TASK OBJECTIVE: Go through the data and report each line that holds the string "plus".

Top of DATASET RECORDS

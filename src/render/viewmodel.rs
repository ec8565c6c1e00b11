//! Display-ready view structures handed to the surface.
//!
//! The renderer folds a state snapshot plus the transient view inputs into
//! these types. They are plain data with class names already attached, so a
//! surface only maps them onto its native widgets (DOM nodes, terminal rows)
//! without consulting state or config.

/// The choice region in one of its three shapes.
#[derive(Debug, Clone, PartialEq, Eq)]
pub enum ChoiceListView {
    /// Group headings with their member choices. Produced only outside of
    /// search, when active groups exist.
    Grouped { groups: Vec<GroupView> },
    /// A flat run of choices, rank-ordered while a search is active.
    Flat { choices: Vec<ChoiceView> },
    /// Nothing to show; `message` distinguishes an empty search result from
    /// an exhausted pool.
    Placeholder { message: String, class: String },
}

/// One group heading plus its visible choices.
#[derive(Debug, Clone, PartialEq, Eq)]
pub struct GroupView {
    pub id: u64,
    pub label: String,
    pub class: String,
    pub choices: Vec<ChoiceView>,
}

/// One selectable row.
#[derive(Debug, Clone, PartialEq, Eq)]
pub struct ChoiceView {
    pub id: u64,
    pub value: String,
    pub label: String,
    pub disabled: bool,
    pub class: String,
    /// Half-open byte ranges of `label` matched by the active query.
    pub highlight_ranges: Vec<(usize, usize)>,
}

/// The item region: everything currently picked.
#[derive(Debug, Clone, PartialEq, Eq)]
pub struct ItemListView {
    pub class: String,
    pub items: Vec<ItemView>,
}

/// One picked entry.
#[derive(Debug, Clone, PartialEq, Eq)]
pub struct ItemView {
    pub id: u64,
    pub value: String,
    pub label: String,
    pub selected: bool,
    pub class: String,
}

Bottom of DATASET RECORDS

ANSWER TO THIS TASK:
//! The renderer folds a state snapshot plus the transient view inputs into
/// One group heading plus its visible choices.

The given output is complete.